Read through the records. Copy each line that has the word "push".

--------------------------------

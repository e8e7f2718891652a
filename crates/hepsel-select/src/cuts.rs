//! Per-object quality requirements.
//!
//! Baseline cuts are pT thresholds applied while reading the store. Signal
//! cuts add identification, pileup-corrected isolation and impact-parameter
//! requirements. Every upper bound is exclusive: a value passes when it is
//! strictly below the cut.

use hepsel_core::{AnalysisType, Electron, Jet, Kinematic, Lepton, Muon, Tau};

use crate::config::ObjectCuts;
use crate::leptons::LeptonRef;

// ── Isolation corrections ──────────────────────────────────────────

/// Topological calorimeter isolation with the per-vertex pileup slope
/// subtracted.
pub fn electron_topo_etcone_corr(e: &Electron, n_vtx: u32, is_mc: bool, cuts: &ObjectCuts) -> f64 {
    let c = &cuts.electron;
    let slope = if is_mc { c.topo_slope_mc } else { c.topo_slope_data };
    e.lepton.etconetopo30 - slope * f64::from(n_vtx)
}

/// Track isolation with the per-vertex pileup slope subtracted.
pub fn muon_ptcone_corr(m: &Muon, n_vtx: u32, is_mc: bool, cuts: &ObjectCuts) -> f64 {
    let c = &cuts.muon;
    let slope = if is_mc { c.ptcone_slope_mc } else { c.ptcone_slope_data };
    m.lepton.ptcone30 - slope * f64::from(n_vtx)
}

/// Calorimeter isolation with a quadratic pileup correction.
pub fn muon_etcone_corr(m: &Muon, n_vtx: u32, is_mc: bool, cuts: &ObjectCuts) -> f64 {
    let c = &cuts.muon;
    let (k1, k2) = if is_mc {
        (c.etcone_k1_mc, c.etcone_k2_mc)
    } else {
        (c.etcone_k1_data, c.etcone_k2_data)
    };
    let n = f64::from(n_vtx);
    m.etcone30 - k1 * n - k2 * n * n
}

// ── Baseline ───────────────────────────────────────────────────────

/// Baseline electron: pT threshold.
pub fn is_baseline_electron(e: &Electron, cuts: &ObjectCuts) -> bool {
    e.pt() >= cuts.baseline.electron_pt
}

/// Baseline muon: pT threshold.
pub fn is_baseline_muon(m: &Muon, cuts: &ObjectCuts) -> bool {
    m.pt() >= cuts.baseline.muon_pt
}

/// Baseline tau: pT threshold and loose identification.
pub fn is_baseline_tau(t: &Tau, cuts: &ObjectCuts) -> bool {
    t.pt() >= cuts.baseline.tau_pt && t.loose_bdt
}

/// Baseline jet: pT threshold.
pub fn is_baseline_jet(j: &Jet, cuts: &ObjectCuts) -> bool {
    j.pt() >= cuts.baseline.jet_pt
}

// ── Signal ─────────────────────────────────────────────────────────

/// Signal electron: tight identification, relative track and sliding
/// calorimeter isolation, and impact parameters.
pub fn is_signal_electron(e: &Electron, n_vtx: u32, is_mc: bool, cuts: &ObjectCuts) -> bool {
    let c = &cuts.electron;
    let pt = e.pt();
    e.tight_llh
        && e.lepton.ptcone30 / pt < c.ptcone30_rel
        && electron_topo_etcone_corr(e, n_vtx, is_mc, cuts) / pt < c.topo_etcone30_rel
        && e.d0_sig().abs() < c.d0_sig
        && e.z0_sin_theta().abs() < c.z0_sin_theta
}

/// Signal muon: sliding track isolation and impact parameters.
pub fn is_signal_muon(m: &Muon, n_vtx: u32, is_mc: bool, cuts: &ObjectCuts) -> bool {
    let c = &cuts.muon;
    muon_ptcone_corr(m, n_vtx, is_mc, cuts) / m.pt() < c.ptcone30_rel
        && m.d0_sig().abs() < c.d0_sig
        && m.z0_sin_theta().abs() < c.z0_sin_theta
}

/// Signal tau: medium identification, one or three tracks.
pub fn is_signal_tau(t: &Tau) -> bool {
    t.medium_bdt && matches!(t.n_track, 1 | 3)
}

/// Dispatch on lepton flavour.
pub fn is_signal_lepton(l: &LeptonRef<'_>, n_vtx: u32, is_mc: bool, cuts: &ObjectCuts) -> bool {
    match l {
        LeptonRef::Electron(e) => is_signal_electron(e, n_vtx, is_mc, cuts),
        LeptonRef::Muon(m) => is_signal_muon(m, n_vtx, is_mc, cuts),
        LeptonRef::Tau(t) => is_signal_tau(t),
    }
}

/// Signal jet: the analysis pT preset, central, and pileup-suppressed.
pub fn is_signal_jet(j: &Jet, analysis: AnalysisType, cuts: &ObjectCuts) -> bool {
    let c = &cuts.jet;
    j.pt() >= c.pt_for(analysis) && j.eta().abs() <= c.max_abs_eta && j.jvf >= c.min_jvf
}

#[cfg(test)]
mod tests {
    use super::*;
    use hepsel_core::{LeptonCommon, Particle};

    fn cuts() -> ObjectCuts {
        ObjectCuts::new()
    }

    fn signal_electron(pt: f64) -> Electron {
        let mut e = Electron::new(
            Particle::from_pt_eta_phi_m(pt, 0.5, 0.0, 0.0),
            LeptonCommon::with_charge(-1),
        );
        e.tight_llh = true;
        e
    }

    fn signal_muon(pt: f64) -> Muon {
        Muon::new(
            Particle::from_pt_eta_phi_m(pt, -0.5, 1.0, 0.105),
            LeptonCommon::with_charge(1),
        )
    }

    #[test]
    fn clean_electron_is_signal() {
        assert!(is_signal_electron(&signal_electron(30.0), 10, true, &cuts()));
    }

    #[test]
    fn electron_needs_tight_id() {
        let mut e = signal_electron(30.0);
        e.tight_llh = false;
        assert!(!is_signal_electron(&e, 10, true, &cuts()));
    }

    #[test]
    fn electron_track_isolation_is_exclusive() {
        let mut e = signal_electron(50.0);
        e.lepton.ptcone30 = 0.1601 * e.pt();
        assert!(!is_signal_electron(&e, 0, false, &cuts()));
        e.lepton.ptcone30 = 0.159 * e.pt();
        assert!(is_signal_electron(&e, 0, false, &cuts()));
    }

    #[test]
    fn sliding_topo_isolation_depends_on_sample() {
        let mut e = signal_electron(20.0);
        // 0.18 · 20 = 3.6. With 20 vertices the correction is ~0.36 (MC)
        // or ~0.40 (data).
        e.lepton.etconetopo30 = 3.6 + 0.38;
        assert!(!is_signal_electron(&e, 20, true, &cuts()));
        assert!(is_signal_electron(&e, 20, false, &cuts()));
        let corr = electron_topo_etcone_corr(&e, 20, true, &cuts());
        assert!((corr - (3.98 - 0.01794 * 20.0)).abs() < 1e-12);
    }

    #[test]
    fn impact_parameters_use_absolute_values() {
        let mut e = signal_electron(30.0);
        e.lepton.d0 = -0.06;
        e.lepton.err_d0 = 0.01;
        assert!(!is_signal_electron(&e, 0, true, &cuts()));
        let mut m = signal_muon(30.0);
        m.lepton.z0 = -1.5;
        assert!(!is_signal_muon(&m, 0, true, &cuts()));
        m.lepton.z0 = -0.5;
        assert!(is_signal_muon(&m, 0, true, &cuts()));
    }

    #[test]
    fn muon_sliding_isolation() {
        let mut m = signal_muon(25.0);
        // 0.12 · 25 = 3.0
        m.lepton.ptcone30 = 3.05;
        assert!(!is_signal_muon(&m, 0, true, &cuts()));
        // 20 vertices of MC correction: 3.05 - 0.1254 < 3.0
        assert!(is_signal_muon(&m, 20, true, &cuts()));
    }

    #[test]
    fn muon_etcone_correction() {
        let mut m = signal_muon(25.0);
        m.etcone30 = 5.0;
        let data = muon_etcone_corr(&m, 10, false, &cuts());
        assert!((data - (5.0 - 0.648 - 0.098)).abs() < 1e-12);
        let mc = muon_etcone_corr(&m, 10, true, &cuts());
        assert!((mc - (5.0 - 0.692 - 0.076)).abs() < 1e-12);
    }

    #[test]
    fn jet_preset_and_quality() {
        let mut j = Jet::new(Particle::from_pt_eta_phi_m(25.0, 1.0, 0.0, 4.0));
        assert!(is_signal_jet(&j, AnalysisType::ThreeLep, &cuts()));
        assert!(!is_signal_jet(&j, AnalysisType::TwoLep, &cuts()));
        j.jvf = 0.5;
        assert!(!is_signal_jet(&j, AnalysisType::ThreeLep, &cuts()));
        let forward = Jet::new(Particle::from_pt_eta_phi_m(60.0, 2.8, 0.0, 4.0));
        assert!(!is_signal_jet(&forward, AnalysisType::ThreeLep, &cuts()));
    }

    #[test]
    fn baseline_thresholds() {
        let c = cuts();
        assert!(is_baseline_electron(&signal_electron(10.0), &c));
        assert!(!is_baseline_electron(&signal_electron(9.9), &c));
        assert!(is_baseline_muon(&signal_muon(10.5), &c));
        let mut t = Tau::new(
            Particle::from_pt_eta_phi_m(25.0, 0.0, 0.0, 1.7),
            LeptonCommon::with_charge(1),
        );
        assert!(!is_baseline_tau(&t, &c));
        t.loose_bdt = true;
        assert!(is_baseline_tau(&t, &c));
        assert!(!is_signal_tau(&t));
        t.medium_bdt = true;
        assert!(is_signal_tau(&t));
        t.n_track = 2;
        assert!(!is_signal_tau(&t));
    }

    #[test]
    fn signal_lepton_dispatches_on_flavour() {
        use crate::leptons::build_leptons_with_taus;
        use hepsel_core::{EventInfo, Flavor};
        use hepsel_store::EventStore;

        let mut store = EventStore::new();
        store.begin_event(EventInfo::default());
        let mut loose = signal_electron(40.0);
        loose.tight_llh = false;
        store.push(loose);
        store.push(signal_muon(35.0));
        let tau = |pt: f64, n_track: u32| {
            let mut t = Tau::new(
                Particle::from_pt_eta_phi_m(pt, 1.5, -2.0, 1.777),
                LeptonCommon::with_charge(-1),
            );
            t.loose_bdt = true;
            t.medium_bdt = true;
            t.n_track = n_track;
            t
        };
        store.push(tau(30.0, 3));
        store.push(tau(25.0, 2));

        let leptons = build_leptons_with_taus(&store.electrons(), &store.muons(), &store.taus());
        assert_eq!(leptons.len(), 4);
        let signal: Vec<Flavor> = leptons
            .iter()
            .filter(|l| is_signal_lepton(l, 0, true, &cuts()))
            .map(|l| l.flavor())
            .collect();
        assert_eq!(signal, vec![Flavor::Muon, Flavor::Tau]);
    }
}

--------------------------------

## Written response
        store.push(loose);
        store.push(signal_muon(35.0));
        store.push(tau(30.0, 3));
        store.push(tau(25.0, 2));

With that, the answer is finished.